- **Required work**
Look through the entries below. Say how many lines include "nest", with nothing added.

__________________________________________________

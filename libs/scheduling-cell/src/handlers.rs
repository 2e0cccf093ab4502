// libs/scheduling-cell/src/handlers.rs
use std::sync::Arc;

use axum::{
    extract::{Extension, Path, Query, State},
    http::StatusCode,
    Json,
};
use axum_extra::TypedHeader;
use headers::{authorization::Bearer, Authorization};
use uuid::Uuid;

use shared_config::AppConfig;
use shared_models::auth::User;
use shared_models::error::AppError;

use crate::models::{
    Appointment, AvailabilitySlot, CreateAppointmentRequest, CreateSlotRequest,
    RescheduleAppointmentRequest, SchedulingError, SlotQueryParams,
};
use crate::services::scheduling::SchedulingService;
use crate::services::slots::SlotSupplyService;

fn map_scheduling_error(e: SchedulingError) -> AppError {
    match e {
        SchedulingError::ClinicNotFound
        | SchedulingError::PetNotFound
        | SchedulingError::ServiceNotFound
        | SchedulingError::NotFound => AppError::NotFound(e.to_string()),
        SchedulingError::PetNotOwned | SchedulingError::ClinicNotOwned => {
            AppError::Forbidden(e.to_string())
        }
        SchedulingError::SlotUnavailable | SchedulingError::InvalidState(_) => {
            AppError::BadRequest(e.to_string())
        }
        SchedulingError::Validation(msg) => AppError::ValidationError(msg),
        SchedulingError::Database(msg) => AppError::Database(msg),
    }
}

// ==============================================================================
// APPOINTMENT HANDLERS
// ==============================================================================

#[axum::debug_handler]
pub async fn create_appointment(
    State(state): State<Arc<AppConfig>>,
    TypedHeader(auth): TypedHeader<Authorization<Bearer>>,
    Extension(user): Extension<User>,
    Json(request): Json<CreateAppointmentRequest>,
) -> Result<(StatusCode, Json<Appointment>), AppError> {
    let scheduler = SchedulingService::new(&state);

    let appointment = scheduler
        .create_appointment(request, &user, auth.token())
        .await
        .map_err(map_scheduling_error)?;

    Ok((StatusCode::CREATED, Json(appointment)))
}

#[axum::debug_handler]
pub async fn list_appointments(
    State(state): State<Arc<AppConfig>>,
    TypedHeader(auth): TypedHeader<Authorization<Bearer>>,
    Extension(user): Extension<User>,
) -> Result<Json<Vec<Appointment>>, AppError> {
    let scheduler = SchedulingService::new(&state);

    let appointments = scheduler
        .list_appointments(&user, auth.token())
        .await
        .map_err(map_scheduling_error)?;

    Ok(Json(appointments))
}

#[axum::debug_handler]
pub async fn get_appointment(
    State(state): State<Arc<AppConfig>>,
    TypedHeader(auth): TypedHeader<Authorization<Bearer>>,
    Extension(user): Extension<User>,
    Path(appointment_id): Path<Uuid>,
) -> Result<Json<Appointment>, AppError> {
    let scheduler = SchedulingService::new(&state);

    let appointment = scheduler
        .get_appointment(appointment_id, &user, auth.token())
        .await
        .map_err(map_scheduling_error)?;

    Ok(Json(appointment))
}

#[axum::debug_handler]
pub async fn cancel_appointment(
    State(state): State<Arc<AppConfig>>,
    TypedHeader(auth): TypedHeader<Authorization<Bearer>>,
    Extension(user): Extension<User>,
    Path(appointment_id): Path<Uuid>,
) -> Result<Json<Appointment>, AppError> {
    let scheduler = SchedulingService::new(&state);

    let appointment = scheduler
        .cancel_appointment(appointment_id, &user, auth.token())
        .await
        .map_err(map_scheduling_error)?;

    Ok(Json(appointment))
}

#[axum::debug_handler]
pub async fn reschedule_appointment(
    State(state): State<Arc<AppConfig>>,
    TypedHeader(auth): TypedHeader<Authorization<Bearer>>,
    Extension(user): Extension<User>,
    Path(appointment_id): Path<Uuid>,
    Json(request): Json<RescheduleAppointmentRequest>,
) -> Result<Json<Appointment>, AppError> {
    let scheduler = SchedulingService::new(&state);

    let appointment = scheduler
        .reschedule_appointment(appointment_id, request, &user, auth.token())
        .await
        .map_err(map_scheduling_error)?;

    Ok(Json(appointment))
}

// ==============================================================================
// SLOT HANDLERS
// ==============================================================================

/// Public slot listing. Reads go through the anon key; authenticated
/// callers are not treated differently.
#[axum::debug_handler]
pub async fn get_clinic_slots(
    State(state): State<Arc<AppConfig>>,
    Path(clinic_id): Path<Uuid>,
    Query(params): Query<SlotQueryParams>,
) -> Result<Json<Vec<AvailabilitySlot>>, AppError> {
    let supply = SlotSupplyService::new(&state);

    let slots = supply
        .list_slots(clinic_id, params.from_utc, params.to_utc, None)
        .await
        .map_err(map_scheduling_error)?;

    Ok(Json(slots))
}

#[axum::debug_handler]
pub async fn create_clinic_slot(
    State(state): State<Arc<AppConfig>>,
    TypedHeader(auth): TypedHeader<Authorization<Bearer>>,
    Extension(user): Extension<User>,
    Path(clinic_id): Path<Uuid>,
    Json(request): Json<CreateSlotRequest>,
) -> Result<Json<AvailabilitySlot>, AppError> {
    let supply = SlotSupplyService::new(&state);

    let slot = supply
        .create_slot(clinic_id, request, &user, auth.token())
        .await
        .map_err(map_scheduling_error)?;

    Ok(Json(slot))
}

__________________________________________________

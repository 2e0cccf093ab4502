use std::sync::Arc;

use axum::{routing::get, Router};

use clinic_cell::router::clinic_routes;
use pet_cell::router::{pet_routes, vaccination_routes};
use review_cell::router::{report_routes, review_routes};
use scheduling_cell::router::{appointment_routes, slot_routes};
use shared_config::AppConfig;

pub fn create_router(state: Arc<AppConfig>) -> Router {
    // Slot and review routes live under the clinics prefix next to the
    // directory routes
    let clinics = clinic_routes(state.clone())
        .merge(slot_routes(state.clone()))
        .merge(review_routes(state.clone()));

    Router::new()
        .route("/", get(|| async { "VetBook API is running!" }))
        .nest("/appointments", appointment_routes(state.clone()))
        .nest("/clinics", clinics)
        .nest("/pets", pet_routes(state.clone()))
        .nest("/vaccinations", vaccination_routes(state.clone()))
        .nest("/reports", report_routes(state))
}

__________________________________________________

- **Answer section**
5